The STEM teachers were among $932,941 of requests in the School Board’s budget that wasn’t included in the county’s draft operating budget. {mprestriction ids=”1,2,3,4,5,6″}

Parents, teachers and administrators said the four STEM teachers would alleviate overcrowding in the resource classes, as well as enhance the division’s curriculum. 

Westside parent James Finch said adding STEM teachers would provide the next step after coding for students. 

“It’s a missing link,” he said. 

Isle of Wight County Administrator Randy Keaton said that in crafting the Board of Supervisors’ operating budget, he had taken out items in the School Board’s budget that were not mandatory as a way to make it work. 

Remaining were mandatory, and new, positions, such as guidance counselors and special education teachers, said Keaton. 

Isle of Wight County schools Superintendent Dr. James Thornton said adding the STEM teachers would reduce resource class sizes from 35 to 24 children. 

Another budget request from the Sheriff’s Office, for four school resource officers in the elementary schools, was also removed. 

In contrast, no one spoke out publicly — for or against — about the equivalent of a 2.7-cent real estate tax rate increase due to the recent property reassessment.  

After the public hearing, Board members debated filling the additional school positions, as well as other items, and the desire to remain “revenue neutral” in the wake of the reassessment. 

Overall, property values went up about 4 percent due to the state mandated reassessment. By law, the county can keep 1 percent of the additional revenues generated through real estate taxes, $378,600, without advertising its intention. 

If the Board wants the budget to remain what is called “revenue neutral,” it would need to lower the real estate tax rate to negate any additional revenue — in this case, go from 85 cents to 82 cents per $100 in value.

If the Board decides to keep the additional revenue — $1.2 million — the equivalent of a 2.7-cent tax increase — it must advertise that intention and allow the public to comment. 

Smithfield District Supervisor Dick Grice pointed out that the schools are already getting a sizeable local increase over last year — $1 million. 

If the Board were to add funding for the STEM teachers, it would severely diminish what was left over for everything else in the budget, he said.

“It’s not being cruel. We don’t hate kids … there’s just so much money in the pot,” Grice said, adding that it is the School Board’s responsibility where money is spent in each major category. 

Carrsville District Supervisor Don Rosie said that if the Board doesn’t tap into the additional revenue generated by the reassessment, it will have to dip into reserves to balance the budget — an unsustainable strategy.
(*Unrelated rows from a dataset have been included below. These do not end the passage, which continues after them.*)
mod runtime_error;

pub use runtime_error::{ErrorKind, ResultExt, RuntimeError};

use miette::Diagnostic;
use thiserror::Error;

/// Unified error type returned to whoever launched a program run.
#[derive(Debug, Error, Diagnostic)]
pub enum LfError {
    /// An uncaught runtime error. By the time this reaches the launcher the
    /// report has already been written to the output channel.
    #[error(transparent)]
    #[diagnostic(transparent)]
    Runtime(#[from] RuntimeError),

    /// The output channel failed while reporting `error`.
    #[error("failed to write the report for uncaught error {error}")]
    #[diagnostic(code(lfrt::report), help("the output channel is no longer writable"))]
    Report {
        error: RuntimeError,
        #[source]
        source: std::io::Error,
    },

    #[error("invalid runtime configuration: {message}")]
    #[diagnostic(code(lfrt::config))]
    Config { message: String },
}
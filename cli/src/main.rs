use std::path::PathBuf;
use std::process::ExitCode;
use std::thread;

use clap::Parser;
use lfrt::{CompiledProgram, Engine, LfError, Program, RuntimeConfig, TraceFormat};
use owo_colors::OwoColorize;
use tracing::info;

mod logging;
mod programs;

/// Highest `--max-call-depth` the runner thread's stack is sized for.
const MAX_CALL_DEPTH_CAP: usize = 10_000;
const RUNNER_STACK_BYTES: usize = 256 * 1024 * 1024;

#[derive(Parser)]
#[command(name = "lfrt", about = "Run compiled LF programs on the lfrt runtime")]
struct Cli {
    /// Program to run, by LF name (`run-1.2`) or host name (`run451462`).
    /// Runs every bundled program when omitted.
    program: Option<String>,
    /// List the bundled programs and exit
    #[arg(long)]
    list: bool,
    /// Format of uncaught-error reports: text or json
    #[arg(long, value_name = "FORMAT")]
    trace_format: Option<TraceFormat>,
    /// Maximum nesting of tracked calls (default 256, at most 10000)
    #[arg(long, value_name = "N")]
    max_call_depth: Option<usize>,
    /// JSON runtime configuration file
    #[arg(long, value_name = "FILE")]
    config: Option<PathBuf>,
    /// Print each program's return value after it finishes
    #[arg(long)]
    print_result: bool,
    /// Print version and exit
    #[arg(long)]
    version: bool,
}

fn main() -> miette::Result<ExitCode> {
    logging::init_logging();
    let cli = Cli::parse();

    if cli.version {
        println!(
            "{} {}",
            "lfrt".bright_cyan().bold(),
            env!("CARGO_PKG_VERSION").bright_black()
        );
        return Ok(ExitCode::SUCCESS);
    }

    if cli.list {
        for program in &programs::all() {
            println!(
                "{} {}",
                program.name().bright_cyan(),
                program.host_name().bright_black()
            );
        }
        return Ok(ExitCode::SUCCESS);
    }

    let config = load_config(&cli)?;
    // Deep but bounded recursion needs more room than the main thread has.
    let runner = thread::Builder::new()
        .name("lfrt-runner".to_string())
        .stack_size(RUNNER_STACK_BYTES)
        .spawn(move || run_programs(&cli, config))
        .map_err(|err| miette::miette!("failed to start the program runner: {err}"))?;
    match runner.join() {
        Ok(result) => result,
        Err(_) => miette::bail!("the program runner panicked"),
    }
}

fn run_programs(cli: &Cli, config: RuntimeConfig) -> miette::Result<ExitCode> {
    let bundled = programs::all();
    let engine = Engine::from_config(config);
    let selected: Vec<&CompiledProgram> = match &cli.program {
        Some(name) => {
            let Some(program) = bundled
                .iter()
                .find(|p| p.name() == name.as_str() || p.host_name() == *name)
            else {
                miette::bail!("unknown program '{name}' (see --list)");
            };
            vec![program]
        }
        None => bundled.iter().collect(),
    };

    let mut failed = false;
    for program in selected {
        info!(program = program.name(), "running");
        let mut ctx = engine.new_context();
        match ctx.execute(program) {
            Ok(value) => {
                if cli.print_result {
                    println!("{value}");
                }
            }
            // Already reported on stdout by the runtime.
            Err(LfError::Runtime(_)) => {
                eprintln!(
                    "{} program '{}' stopped on an uncaught runtime error",
                    "error:".red().bold(),
                    program.name().yellow()
                );
                failed = true;
            }
            Err(err) => return Err(err.into()),
        }
    }

    Ok(if failed {
        ExitCode::FAILURE
    } else {
        ExitCode::SUCCESS
    })
}

fn load_config(cli: &Cli) -> Result<RuntimeConfig, LfError> {
    let mut config = match &cli.config {
        Some(path) => RuntimeConfig::load(path)?,
        None => RuntimeConfig::default(),
    };
    config.echo_output = true;
    config.capture_output = false;
    if let Some(format) = cli.trace_format {
        config.trace_format = format;
    }
    if let Some(depth) = cli.max_call_depth {
        config.max_call_depth = depth;
    }
    if !(1..=MAX_CALL_DEPTH_CAP).contains(&config.max_call_depth) {
        return Err(LfError::Config {
            message: format!("max call depth must be between 1 and {MAX_CALL_DEPTH_CAP}"),
        });
    }
    Ok(config)
}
“Everyone will have to suffer a little bit,” he said. 

Hardy District Supervisor Rudolph Jefferson said the Board needs to be commended for not raising taxes over the past three years, “but we need to face reality” and consider a tax increase.

Rosie stressed that the Board needs to prioritize.  

Board Chairman William McCarty suggested cutting the stormwater fee by 10 percent to free up some cash.

Keaton said that would likely result in an additional $127,000. 

Isle of Wight County residential property owners currently pay $54 a year stormwater fee to fund a state-mandated program. The fee was reduced for fiscal 2018 by 25 percent. 

Isle of Wight Director of Utilities Don Jennings said the cut would likely result in fewer capital projects as personnel was already at a minimum. 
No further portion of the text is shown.